I take it that protons would produce the same EM waves as a positron and that mass/radius does not affect the result-- only charge does. Correct?
 
  • #9
Surely the mass would affect the dynamics of the charge greatly and so it should affect frequency a lot.
 
  • #11
cragar said:
The power radiated by the charge is proportional to its acceleration squared.
http://en.wikipedia.org/wiki/Larmor_formula

Same force so same acceleration so same power. But frequency would be very different - a factor of 1/√(1800), I think.
 
  • #12
Or round and round. In fact, any acceleration will do. (That's what it comes down to, basically.)
My original point was that it's hard to move Protons back and forth. We use electrons because it's very easy to achieve (in wires).
 
  • #13
sophiecentaur said:
Same force so same acceleration so same power. But frequency would be very different - a factor of 1/√(1800), I think.

Ive always wondered how to calculate the wavelength of light coming off of a point charge at a certain acceleration.
 
  • #14
I just looked this up in my "Classical Electricity and Magnetism" by Panofski and Philips, 1955 but it's got to be in all good E & M texts. This just happens to be on my shelf 'cos I just can't chuck things away.
For an electron that is just accelerated in a straight line, (like being stopped as it enters a material - as in an X Ray tube) the radiation is in the form of a pulse with a flat, continuous frequency spectrum up to some upper limit, defined by the original energy of the electron.
For an electron deflected around a curved path (acceleration at right angles to the motion) the spectrum of the radiated em will consist of harmonics of the angular velocity of the electron on its path (at least I got that idea right).
The book goes on to say that when you have a lot of charges going in a circle (DC round a wire) the radiated fields cancel out so you get none (which is what we know and love).

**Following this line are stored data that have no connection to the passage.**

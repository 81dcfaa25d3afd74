//! Package document (OPF) model

use std::collections::HashMap;

/// One manifest `<item>`
#[derive(Debug, Clone, PartialEq, Eq)]
pub struct ManifestItem {
    pub id: String,

    /// Archive path, already resolved against the package directory
    pub path: String,

    pub media_type: String,

    /// Space-separated `properties` attribute, split
    pub properties: Vec<String>,

    /// Flagged as the cover image by property or metadata cross-reference
    pub is_cover_image: bool,
}

impl ManifestItem {
    pub fn has_property(&self, property: &str) -> bool {
        self.properties.iter().any(|p| p == property)
    }

    /// Whether the item is an (X)HTML content document
    pub fn is_document(&self) -> bool {
        matches!(
            self.media_type.as_str(),
            "application/xhtml+xml" | "text/html" | "application/html"
        )
    }

    pub fn is_image(&self) -> bool {
        self.media_type.starts_with("image/")
    }
}

/// One spine `<itemref>`
#[derive(Debug, Clone, PartialEq, Eq)]
pub struct SpineItem {
    pub idref: String,

    /// `linear="no"` marks auxiliary content
    pub linear: bool,
}

/// Metadata, manifest and spine of an EPUB package
#[derive(Debug, Clone, Default, PartialEq, Eq)]
pub struct PackageDocument {
    pub title: String,
    pub author: Option<String>,
    pub description: Option<String>,

    /// Items in document order
    pub manifest: Vec<ManifestItem>,

    /// Reading order, unique ids that all resolve in the manifest
    pub spine: Vec<SpineItem>,

    /// Manifest id of the guide's cover page, if declared
    pub guide_cover: Option<String>,

    index: HashMap<String, usize>,
}

impl PackageDocument {
    pub fn new(title: impl Into<String>) -> Self {
        Self {
            title: title.into(),
            ..Self::default()
        }
    }

    /// Append a manifest item; a repeated id keeps the first declaration
    pub fn add_item(&mut self, item: ManifestItem) -> bool {
        if self.index.contains_key(&item.id) {
            return false;
        }
        self.index.insert(item.id.clone(), self.manifest.len());
        self.manifest.push(item);
        true
    }

    /// Look up a manifest item by id
    pub fn item(&self, id: &str) -> Option<&ManifestItem> {
        self.index.get(id).map(|&i| &self.manifest[i])
    }

    pub fn item_mut(&mut self, id: &str) -> Option<&mut ManifestItem> {
        self.index.get(id).copied().map(|i| &mut self.manifest[i])
    }

    /// Find the manifest item whose resolved path matches
    pub fn item_by_path(&self, path: &str) -> Option<&ManifestItem> {
        self.manifest.iter().find(|item| item.path == path)
    }

    /// Spine entries paired with their manifest items
    pub fn spine_items(&self) -> impl Iterator<Item = (&SpineItem, &ManifestItem)> {
        self.spine
            .iter()
            .filter_map(|s| self.item(&s.idref).map(|item| (s, item)))
    }
}
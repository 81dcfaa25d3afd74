//! Novel import and browsing handlers

use crate::state::{AppState, ServerEvent};
use axum::{
    extract::{Path, Query, State},
    http::StatusCode,
    Json,
};
use novella_core::{
    ContentStore, ImportReport, Language, NovellaError, StoreError, StoredChapter, StoredNovel,
};
use serde::{Deserialize, Serialize};

type ApiError = (StatusCode, String);

/// Query parameters for listing novels
#[derive(Debug, Deserialize)]
pub struct ListNovelsQuery {
    /// Page number (1-indexed, 0 treated as 1)
    #[serde(default = "default_page")]
    pub page: u32,

    /// Items per page
    #[serde(default = "default_per_page")]
    pub per_page: u32,

    /// Match against title and author
    pub search: Option<String>,
}

fn default_page() -> u32 {
    1
}
fn default_per_page() -> u32 {
    20
}

/// List response with pagination
#[derive(Debug, Serialize)]
pub struct ListNovelsResponse {
    pub novels: Vec<StoredNovel>,
    pub total: u32,
    pub page: u32,
    pub per_page: u32,
}

/// List novels, newest first
pub async fn list_novels(
    State(state): State<AppState>,
    Query(query): Query<ListNovelsQuery>,
) -> Result<Json<ListNovelsResponse>, ApiError> {
    let novels = state.store.list_novels().await.map_err(store_error)?;

    let novels: Vec<StoredNovel> = match &query.search {
        Some(search) => {
            let needle = search.to_lowercase();
            novels
                .into_iter()
                .filter(|n| {
                    n.title.to_lowercase().contains(&needle)
                        || n
                            .author
                            .as_deref()
                            .is_some_and(|a| a.to_lowercase().contains(&needle))
                })
                .collect()
        }
        None => novels,
    };

    let total = novels.len() as u32;
    let page = query.page.max(1);
    // u32 * u32 always fits in u64; a start past the end yields an empty page
    let start = u64::from(page - 1) * u64::from(query.per_page);
    let start = usize::try_from(start).unwrap_or(usize::MAX);
    let novels = novels
        .into_iter()
        .skip(start)
        .take(query.per_page as usize)
        .collect();

    Ok(Json(ListNovelsResponse {
        novels,
        total,
        page,
        per_page: query.per_page,
    }))
}

/// Novel header plus chapter statistics
#[derive(Debug, Serialize)]
pub struct NovelResponse {
    #[serde(flatten)]
    pub novel: StoredNovel,
    pub chapter_count: usize,
    /// Languages present on at least one chapter
    pub languages: Vec<Language>,
}

/// Get a single novel
pub async fn get_novel(
    State(state): State<AppState>,
    Path(id): Path<String>,
) -> Result<Json<NovelResponse>, ApiError> {
    let novel = find_novel(&state, &id).await?;
    let chapters = state.store.list_chapters(&id).await.map_err(store_error)?;

    let languages = Language::ALL
        .into_iter()
        .filter(|&l| chapters.iter().any(|c| c.content(l).is_some()))
        .collect();

    Ok(Json(NovelResponse {
        novel,
        chapter_count: chapters.len(),
        languages,
    }))
}

#[derive(Debug, Deserialize)]
pub struct ChaptersQuery {
    /// Include chapter bodies
    #[serde(default)]
    pub content: bool,
}

/// Chapter listing entry; bodies only when asked for
#[derive(Debug, Serialize)]
pub struct ChapterResponse {
    pub id: String,
    pub number: u32,
    pub title: String,
    pub languages: Vec<Language>,
    pub epub_en_url: Option<String>,
    pub epub_id_url: Option<String>,
    #[serde(skip_serializing_if = "Option::is_none")]
    pub content_en: Option<String>,
    #[serde(skip_serializing_if = "Option::is_none")]
    pub content_id: Option<String>,
}

impl ChapterResponse {
    fn new(chapter: StoredChapter, with_content: bool) -> Self {
        let languages = chapter.languages();
        let (content_en, content_id) = if with_content {
            (chapter.content_en, chapter.content_id)
        } else {
            (None, None)
        };
        Self {
            id: chapter.id,
            number: chapter.number,
            title: chapter.title,
            languages,
            epub_en_url: chapter.epub_en_url,
            epub_id_url: chapter.epub_id_url,
            content_en,
            content_id,
        }
    }
}

/// List a novel's chapters in order
pub async fn list_chapters(
    State(state): State<AppState>,
    Path(id): Path<String>,
    Query(query): Query<ChaptersQuery>,
) -> Result<Json<Vec<ChapterResponse>>, ApiError> {
    find_novel(&state, &id).await?;
    let chapters = state.store.list_chapters(&id).await.map_err(store_error)?;

    Ok(Json(
        chapters
            .into_iter()
            .map(|c| ChapterResponse::new(c, query.content))
            .collect(),
    ))
}

/// Fields of an upload form
struct Upload {
    filename: String,
    data: Vec<u8>,
    language: Language,
    source_url: Option<String>,
}

async fn read_upload(mut multipart: axum_extra::extract::Multipart) -> Result<Upload, ApiError> {
    let mut file = None;
    let mut language = None;
    let mut source_url = None;

    while let Some(field) = multipart
        .next_field()
        .await
        .map_err(|e| (StatusCode::BAD_REQUEST, e.to_string()))?
    {
        let name = field.name().unwrap_or_default().to_string();
        match name.as_str() {
            "file" => {
                let filename = field
                    .file_name()
                    .map(|s| s.to_string())
                    .unwrap_or_else(|| "unknown".to_string());
                let data = field
                    .bytes()
                    .await
                    .map_err(|e| (StatusCode::BAD_REQUEST, e.to_string()))?;
                file = Some((filename, data.to_vec()));
            }
            "language" => {
                let text = field
                    .text()
                    .await
                    .map_err(|e| (StatusCode::BAD_REQUEST, e.to_string()))?;
                let parsed = text
                    .parse::<Language>()
                    .map_err(|e| (StatusCode::BAD_REQUEST, e.to_string()))?;
                language = Some(parsed);
            }
            "source_url" => {
                let text = field
                    .text()
                    .await
                    .map_err(|e| (StatusCode::BAD_REQUEST, e.to_string()))?;
                let text = text.trim();
                if !text.is_empty() {
                    source_url = Some(text.to_string());
                }
            }
            other => tracing::debug!("Ignoring multipart field '{}'", other),
        }
    }

    let (filename, data) =
        file.ok_or_else(|| (StatusCode::BAD_REQUEST, "No file provided".to_string()))?;

    Ok(Upload {
        filename,
        data,
        language: language.unwrap_or_default(),
        source_url,
    })
}

/// Create a novel from an uploaded EPUB
pub async fn import_novel(
    State(state): State<AppState>,
    multipart: axum_extra::extract::Multipart,
) -> Result<Json<ImportReport>, ApiError> {
    let upload = read_upload(multipart).await?;

    let report = state
        .importer
        .import_new_novel(&upload.filename, upload.data, upload.language)
        .await
        .map_err(|e| import_error(&state, e))?;

    persist(&state).await;
    state.broadcast(ServerEvent::NovelImported {
        id: report.novel_id.clone(),
        title: report.title.clone(),
        chapters: report.created.len(),
    });

    Ok(Json(report))
}

/// Add a language track to an existing novel from an uploaded EPUB
pub async fn add_language(
    State(state): State<AppState>,
    Path(id): Path<String>,
    multipart: axum_extra::extract::Multipart,
) -> Result<Json<ImportReport>, ApiError> {
    let upload = read_upload(multipart).await?;

    let report = state
        .importer
        .add_language(
            &id,
            &upload.filename,
            upload.data,
            upload.language,
            upload.source_url.as_deref(),
        )
        .await
        .map_err(|e| import_error(&state, e))?;

    persist(&state).await;
    state.broadcast(ServerEvent::LanguageAdded {
        id: report.novel_id.clone(),
        language: report.language,
        created: report.created.len(),
        updated: report.updated.len(),
    });

    Ok(Json(report))
}

async fn find_novel(state: &AppState, id: &str) -> Result<StoredNovel, ApiError> {
    state
        .store
        .get_novel(id)
        .await
        .map_err(store_error)?
        .ok_or_else(|| (StatusCode::NOT_FOUND, format!("Novel not found: {}", id)))
}

/// The import itself succeeded, so a failed index write is only logged
async fn persist(state: &AppState) {
    if let Err(e) = state.save_library().await {
        tracing::error!("{:#}", e);
    }
}

fn store_error(e: StoreError) -> ApiError {
    match e {
        StoreError::NovelNotFound(_) | StoreError::ChapterNotFound(_) => {
            (StatusCode::NOT_FOUND, e.to_string())
        }
        _ => (StatusCode::INTERNAL_SERVER_ERROR, e.to_string()),
    }
}

fn import_error(state: &AppState, e: NovellaError) -> ApiError {
    let message = e.to_string();
    state.broadcast(ServerEvent::Error {
        message: message.clone(),
    });

    let status = match e {
        NovellaError::FileFormat(_) | NovellaError::Package(_) => StatusCode::BAD_REQUEST,
        NovellaError::Store(e) => return store_error(e),
        _ => StatusCode::INTERNAL_SERVER_ERROR,
    };
    (status, message)
}
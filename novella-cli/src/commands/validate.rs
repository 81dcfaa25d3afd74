//! Validate command implementation

use anyhow::{bail, Result};
use novella_core::ParseOutcome;

/// Recoverable problems, cover first
pub(crate) fn warnings(outcome: &ParseOutcome) -> Vec<String> {
    outcome
        .cover_warning
        .iter()
        .map(|w| format!("cover skipped: {}", w))
        .chain(outcome.warnings.iter().map(ToString::to_string))
        .collect()
}

/// Validate an EPUB file
pub fn validate(input: &str, strict: bool) -> Result<()> {
    let outcome = match super::info::parse_file(input, false) {
        Ok(outcome) => outcome,
        Err(e) => {
            eprintln!("Invalid EPUB file: {:#}", e);
            bail!("Validation failed for {}", input);
        }
    };

    let warnings = warnings(&outcome);
    println!("Valid EPUB file");
    println!("  Title: {}", outcome.book.title);
    println!("  Chapters: {}", outcome.book.chapters.len());
    for warning in &warnings {
        println!("  Warning: {}", warning);
    }

    if strict && !warnings.is_empty() {
        bail!(
            "Validation failed for {}: {} warnings in strict mode",
            input,
            warnings.len()
        );
    }

    Ok(())
}
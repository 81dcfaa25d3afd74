//! Novella Server - upload EPUBs and manage bilingual novels over HTTP

use anyhow::Result;
use novella_server::{routes, state};
use tracing_subscriber::{layer::SubscriberExt, util::SubscriberInitExt};

#[tokio::main]
async fn main() -> Result<()> {
    // Initialize tracing
    tracing_subscriber::registry()
        .with(
            tracing_subscriber::EnvFilter::try_from_default_env()
                .unwrap_or_else(|_| "novella_server=debug,novella_core=info,tower_http=debug".into()),
        )
        .with(tracing_subscriber::fmt::layer())
        .init();

    let config = state::ServerConfig::from_env()?;
    let addr = config.bind;
    tracing::info!(storage = %config.storage_path.display(), "Loading library");

    // Create application state
    let state = state::AppState::new(config).await?;

    // Build router
    let app = routes::create_router(state);

    // Start server
    tracing::info!("Starting server on {}", addr);

    let listener = tokio::net::TcpListener::bind(addr).await?;
    axum::serve(listener, app).await?;

    Ok(())
}
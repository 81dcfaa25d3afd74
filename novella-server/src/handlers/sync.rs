//! Server-Sent Events handler for import notifications

use crate::state::{AppState, ServerEvent};
use axum::{
    extract::State,
    response::sse::{Event, KeepAlive, Sse},
};
use futures::stream::Stream;
use std::convert::Infallible;
use tokio_stream::wrappers::BroadcastStream;
use tokio_stream::StreamExt;

impl ServerEvent {
    /// SSE event name and JSON payload
    pub fn to_sse(&self) -> (&'static str, serde_json::Value) {
        match self {
            ServerEvent::NovelImported {
                id,
                title,
                chapters,
            } => (
                "novel_imported",
                serde_json::json!({ "id": id, "title": title, "chapters": chapters }),
            ),
            ServerEvent::LanguageAdded {
                id,
                language,
                created,
                updated,
            } => (
                "language_added",
                serde_json::json!({
                    "id": id,
                    "language": language,
                    "created": created,
                    "updated": updated,
                }),
            ),
            ServerEvent::Error { message } => {
                ("error", serde_json::json!({ "message": message }))
            }
        }
    }
}

/// SSE endpoint for real-time updates
pub async fn sync_events(
    State(state): State<AppState>,
) -> Sse<impl Stream<Item = Result<Event, Infallible>>> {
    let rx = state.subscribe();
    let stream = BroadcastStream::new(rx);

    let event_stream = stream.filter_map(|result| match result {
        Ok(event) => {
            let (event_type, data) = event.to_sse();
            Some(Ok(Event::default().event(event_type).data(data.to_string())))
        }
        Err(_) => None, // Lagged, skip
    });

    Sse::new(event_stream).keep_alive(KeepAlive::default())
}
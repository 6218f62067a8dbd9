//! In-memory counter store for tests and embedded use.

use async_trait::async_trait;
use std::collections::HashMap;
use std::sync::{Arc, Mutex};

use crate::sequence::{
    domain::{SequenceDomain, SequenceValue},
    ports::{SequenceCounterStore, SequenceStoreError, SequenceStoreResult},
};

/// Thread-safe in-memory sequence counter store.
///
/// The mutex serializes increment-and-fetch per process, which satisfies
/// the port's atomicity contract for single-process deployments and tests.
#[derive(Debug, Clone, Default)]
pub struct InMemorySequenceStore {
    counters: Arc<Mutex<HashMap<SequenceDomain, u64>>>,
}

impl InMemorySequenceStore {
    /// Creates an empty counter store.
    #[must_use]
    pub fn new() -> Self {
        Self::default()
    }
}

#[async_trait]
impl SequenceCounterStore for InMemorySequenceStore {
    async fn increment_and_fetch(
        &self,
        domain: SequenceDomain,
    ) -> SequenceStoreResult<SequenceValue> {
        let mut counters = self.counters.lock().map_err(|err| {
            SequenceStoreError::persistence(std::io::Error::other(err.to_string()))
        })?;
        let counter = counters.entry(domain).or_insert(0);
        *counter = counter.saturating_add(1);
        Ok(SequenceValue::new(*counter))
    }
}
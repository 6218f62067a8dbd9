//! Domain-keyed monotonic reference-number issuing.
//!
//! Every task and receive is stamped with a human-readable reference number
//! derived from a strictly increasing integer per sequence domain. The
//! counter increment is the one operation in the engine that requires
//! strict atomicity under arbitrary concurrency, so the store port contract
//! is transactional increment-and-fetch rather than read-then-write.
//!
//! - Domain types in [`domain`]
//! - Port contracts in [`ports`]
//! - Adapter implementations in [`adapters`]
//! - Issuing service in [`services`]

pub mod adapters;
pub mod domain;
pub mod ports;
pub mod services;

#[cfg(test)]
mod tests;
//! Error types for task domain validation and parsing.

use super::{TaskEventKind, TaskId, TaskStatus};
use crate::access::domain::AccessDenied;
use thiserror::Error;

/// Errors returned while constructing or mutating task aggregates.
#[derive(Debug, Clone, Error, PartialEq, Eq)]
pub enum TaskDomainError {
    /// The task title is empty after trimming.
    #[error("task title must not be empty")]
    EmptyTitle,

    /// An authorization guard rejected the operation.
    #[error(transparent)]
    Denied(#[from] AccessDenied),

    /// The event is not legal from the task's current status.
    #[error("cannot {event} task {task_id} while {from}")]
    InvalidTransition {
        /// The task the event was requested against.
        task_id: TaskId,
        /// The task's current status.
        from: TaskStatus,
        /// The rejected event.
        event: TaskEventKind,
    },

    /// An edit request changes no fields.
    #[error("edit of task {0} changes no fields")]
    NoFieldsChanged(TaskId),
}

/// Error returned while parsing task statuses from persistence.
#[derive(Debug, Clone, Error, PartialEq, Eq)]
#[error("unknown task status: {0}")]
pub struct ParseTaskStatusError(pub String);

/// Error returned while parsing action kinds from persistence.
#[derive(Debug, Clone, Error, PartialEq, Eq)]
#[error("unknown task action kind: {0}")]
pub struct ParseActionKindError(pub String);

/// Error returned while parsing task field names from persistence.
#[derive(Debug, Clone, Error, PartialEq, Eq)]
#[error("unknown task field: {0}")]
pub struct ParseTaskFieldError(pub String);
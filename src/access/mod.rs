//! Role hierarchy, capability grants, and actor policy checks.
//!
//! This module is the authorization leaf of the engine: pure functions over
//! role and capability inputs, with no ports or adapters. Lifecycle services
//! consult it before applying any state change; a failed check surfaces as
//! [`domain::AccessDenied`] and deliberately carries no detail about which
//! grant was missing.

pub mod domain;

#[cfg(test)]
mod tests;
//! Notification categories, one per user-targeted action.

use super::ParseNotificationKindError;
use serde::{Deserialize, Serialize};
use std::fmt;

/// Category of a notification, matching the task action that produced it.
#[derive(Debug, Clone, Copy, PartialEq, Eq, Hash, Serialize, Deserialize)]
#[serde(rename_all = "snake_case")]
pub enum NotificationKind {
    /// A task was assigned to the recipient.
    TaskAssigned,
    /// A task was forwarded to the recipient.
    TaskForwarded,
    /// A task the recipient created was submitted for completion.
    TaskSubmitted,
    /// The recipient's submitted work was rejected back into progress.
    TaskRejected,
    /// A task the recipient worked was acknowledged and closed.
    TaskClosed,
    /// A closed task was reverted back to the recipient.
    TaskReverted,
}

impl NotificationKind {
    /// Returns the canonical storage representation.
    #[must_use]
    pub const fn as_str(self) -> &'static str {
        match self {
            Self::TaskAssigned => "task_assigned",
            Self::TaskForwarded => "task_forwarded",
            Self::TaskSubmitted => "task_submitted",
            Self::TaskRejected => "task_rejected",
            Self::TaskClosed => "task_closed",
            Self::TaskReverted => "task_reverted",
        }
    }
}

impl TryFrom<&str> for NotificationKind {
    type Error = ParseNotificationKindError;

    fn try_from(value: &str) -> Result<Self, Self::Error> {
        match value.trim().to_ascii_lowercase().as_str() {
            "task_assigned" => Ok(Self::TaskAssigned),
            "task_forwarded" => Ok(Self::TaskForwarded),
            "task_submitted" => Ok(Self::TaskSubmitted),
            "task_rejected" => Ok(Self::TaskRejected),
            "task_closed" => Ok(Self::TaskClosed),
            "task_reverted" => Ok(Self::TaskReverted),
            _ => Err(ParseNotificationKindError(value.to_owned())),
        }
    }
}

impl fmt::Display for NotificationKind {
    fn fmt(&self, f: &mut fmt::Formatter<'_>) -> fmt::Result {
        f.write_str(self.as_str())
    }
}
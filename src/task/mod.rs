//! Task lifecycle management.
//!
//! Tasks move `Active` → `InProgress` → `Completed` → `Closed`, with
//! `Closed` terminal but reversible. Every legal move lives in one
//! enumerable transition table; each applied transition appends immutable
//! [`domain::TaskAction`] records and, where a specific user is affected,
//! fans out a notification. Field edits are a separate, status-preserving
//! operation that appends field-level [`domain::TaskHistoryEntry`] diffs.
//! The module follows hexagonal architecture:
//!
//! - Domain types in [`domain`]
//! - Port contracts in [`ports`]
//! - Adapter implementations in [`adapters`]
//! - Orchestration services in [`services`]

pub mod adapters;
pub mod domain;
pub mod ports;
pub mod services;

#[cfg(test)]
mod tests;
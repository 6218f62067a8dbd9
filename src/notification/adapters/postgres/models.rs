//! Diesel row models for notification persistence.

use super::schema::notifications;
use chrono::{DateTime, Utc};
use diesel::prelude::*;

/// Query result row for notification records.
#[derive(Debug, Clone, Queryable, Selectable)]
#[diesel(table_name = notifications)]
#[diesel(check_for_backend(diesel::pg::Pg))]
pub struct NotificationRow {
    /// Notification identifier.
    pub id: uuid::Uuid,
    /// Recipient user identifier.
    pub user_id: uuid::Uuid,
    /// Referenced task, if any.
    pub task_id: Option<uuid::Uuid>,
    /// Notification category.
    pub kind: String,
    /// Message text.
    pub message: String,
    /// Read flag.
    pub read: bool,
    /// Creation timestamp.
    pub created_at: DateTime<Utc>,
}

/// Insert model for notification records.
#[derive(Debug, Clone, Insertable)]
#[diesel(table_name = notifications)]
pub struct NewNotificationRow {
    /// Notification identifier.
    pub id: uuid::Uuid,
    /// Recipient user identifier.
    pub user_id: uuid::Uuid,
    /// Referenced task, if any.
    pub task_id: Option<uuid::Uuid>,
    /// Notification category.
    pub kind: String,
    /// Message text.
    pub message: String,
    /// Read flag.
    pub read: bool,
    /// Creation timestamp.
    pub created_at: DateTime<Utc>,
}
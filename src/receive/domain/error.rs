//! Error types for intake-ledger domain validation and parsing.

use crate::access::domain::AccessDenied;
use thiserror::Error;

/// Errors returned while constructing or mutating receive aggregates.
#[derive(Debug, Clone, Error, PartialEq, Eq)]
pub enum ReceiveDomainError {
    /// An authorization guard rejected the operation.
    #[error(transparent)]
    Denied(#[from] AccessDenied),
}

/// Error returned while parsing receive dispositions from persistence.
#[derive(Debug, Clone, Error, PartialEq, Eq)]
#[error("unknown receive disposition: {0}")]
pub struct ParseReceiveDispositionError(pub String);
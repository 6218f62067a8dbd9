//! In-memory notification repository for tests and embedded use.

use async_trait::async_trait;
use std::collections::HashMap;
use std::sync::{Arc, RwLock};

use crate::access::domain::UserId;
use crate::notification::{
    domain::{Notification, NotificationId},
    ports::{
        NotificationFilter, NotificationRepository, NotificationRepositoryError,
        NotificationRepositoryResult,
    },
};

/// Thread-safe in-memory notification repository.
#[derive(Debug, Clone, Default)]
pub struct InMemoryNotificationRepository {
    state: Arc<RwLock<HashMap<NotificationId, Notification>>>,
}

impl InMemoryNotificationRepository {
    /// Creates an empty in-memory repository.
    #[must_use]
    pub fn new() -> Self {
        Self::default()
    }
}

fn lock_error(err: impl std::fmt::Display) -> NotificationRepositoryError {
    NotificationRepositoryError::persistence(std::io::Error::other(err.to_string()))
}

#[async_trait]
impl NotificationRepository for InMemoryNotificationRepository {
    async fn store(&self, notification: &Notification) -> NotificationRepositoryResult<()> {
        let mut state = self.state.write().map_err(lock_error)?;
        if state.contains_key(&notification.id()) {
            return Err(NotificationRepositoryError::Duplicate(notification.id()));
        }
        state.insert(notification.id(), notification.clone());
        Ok(())
    }

    async fn find_by_id(
        &self,
        id: NotificationId,
    ) -> NotificationRepositoryResult<Option<Notification>> {
        let state = self.state.read().map_err(lock_error)?;
        Ok(state.get(&id).cloned())
    }

    async fn list_for_user(
        &self,
        user_id: UserId,
        filter: NotificationFilter,
    ) -> NotificationRepositoryResult<Vec<Notification>> {
        let state = self.state.read().map_err(lock_error)?;
        let mut matches: Vec<Notification> = state
            .values()
            .filter(|notification| notification.user_id() == user_id)
            .filter(|notification| !filter.is_unread_only() || !notification.is_read())
            .cloned()
            .collect();
        matches.sort_by(|a, b| b.created_at().cmp(&a.created_at()));
        matches.truncate(filter.effective_limit());
        Ok(matches)
    }

    async fn unread_count(&self, user_id: UserId) -> NotificationRepositoryResult<u64> {
        let state = self.state.read().map_err(lock_error)?;
        let count = state
            .values()
            .filter(|notification| notification.user_id() == user_id && !notification.is_read())
            .count();
        Ok(u64::try_from(count).unwrap_or(u64::MAX))
    }

    async fn set_read(
        &self,
        id: NotificationId,
        read: bool,
    ) -> NotificationRepositoryResult<Notification> {
        let mut state = self.state.write().map_err(lock_error)?;
        let notification = state
            .get_mut(&id)
            .ok_or(NotificationRepositoryError::NotFound(id))?;
        notification.set_read(read);
        Ok(notification.clone())
    }
}
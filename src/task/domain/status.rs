//! Task lifecycle statuses.

use super::ParseTaskStatusError;
use serde::{Deserialize, Serialize};
use std::fmt;

/// Task lifecycle status.
#[derive(Debug, Clone, Copy, PartialEq, Eq, Hash, Serialize, Deserialize)]
#[serde(rename_all = "snake_case")]
pub enum TaskStatus {
    /// Created but not yet assigned.
    Active,
    /// Assigned and being worked.
    InProgress,
    /// Submitted by the assignee, awaiting acknowledgement.
    Completed,
    /// Acknowledged and closed. Terminal, but reversible via revert.
    Closed,
}

impl TaskStatus {
    /// All statuses in lifecycle order.
    pub const ALL: [Self; 4] = [
        Self::Active,
        Self::InProgress,
        Self::Completed,
        Self::Closed,
    ];

    /// Returns the canonical storage representation.
    #[must_use]
    pub const fn as_str(self) -> &'static str {
        match self {
            Self::Active => "active",
            Self::InProgress => "in_progress",
            Self::Completed => "completed",
            Self::Closed => "closed",
        }
    }

    /// Returns whether the status is the reversible terminal state.
    #[must_use]
    pub const fn is_closed(self) -> bool {
        matches!(self, Self::Closed)
    }
}

impl TryFrom<&str> for TaskStatus {
    type Error = ParseTaskStatusError;

    fn try_from(value: &str) -> Result<Self, Self::Error> {
        match value.trim().to_ascii_lowercase().as_str() {
            "active" => Ok(Self::Active),
            "in_progress" => Ok(Self::InProgress),
            "completed" => Ok(Self::Completed),
            "closed" => Ok(Self::Closed),
            _ => Err(ParseTaskStatusError(value.to_owned())),
        }
    }
}

impl fmt::Display for TaskStatus {
    fn fmt(&self, f: &mut fmt::Formatter<'_>) -> fmt::Result {
        f.write_str(self.as_str())
    }
}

For god's sake don't ask me for any more explanation than that. The maths of this leaves me jibbering. Someone else can probably take this further, though.
 
  • #15
thanks for your response . I am looking in Griffiths and he seems to only talk about the power radiated .
 

Related to Proton Oscillations: Utilizing Charge for Efficient Space Communication

1. What are proton oscillations?

Proton oscillations refer to the phenomenon where protons, which are positively charged particles, move back and forth within a confined space due to the presence of an alternating electric field.

2. How can proton oscillations be utilized for efficient space communication?

By utilizing the charge of the protons, we can create a high frequency electromagnetic wave that can be used for faster and more efficient communication in space.

3. What are the advantages of using proton oscillations for space communication?

Proton oscillations have a higher frequency compared to traditional radio waves, which allows for faster data transmission. They also have a longer range and are less affected by interference, making them ideal for long-distance space communication.

4. Are there any potential drawbacks or limitations to using proton oscillations for space communication?

One potential limitation is that proton oscillations require a lot of energy to be sustained, which can be a challenge in space where resources are limited. Another drawback is that the technology for utilizing proton oscillations is still in its early stages and requires further research and development.

5. How can proton oscillations be generated and controlled?

Proton oscillations can be generated and controlled using specialized equipment that produces high frequency alternating electric fields. These fields can be tuned to specific frequencies to manipulate the oscillations of the protons and control the resulting electromagnetic wave.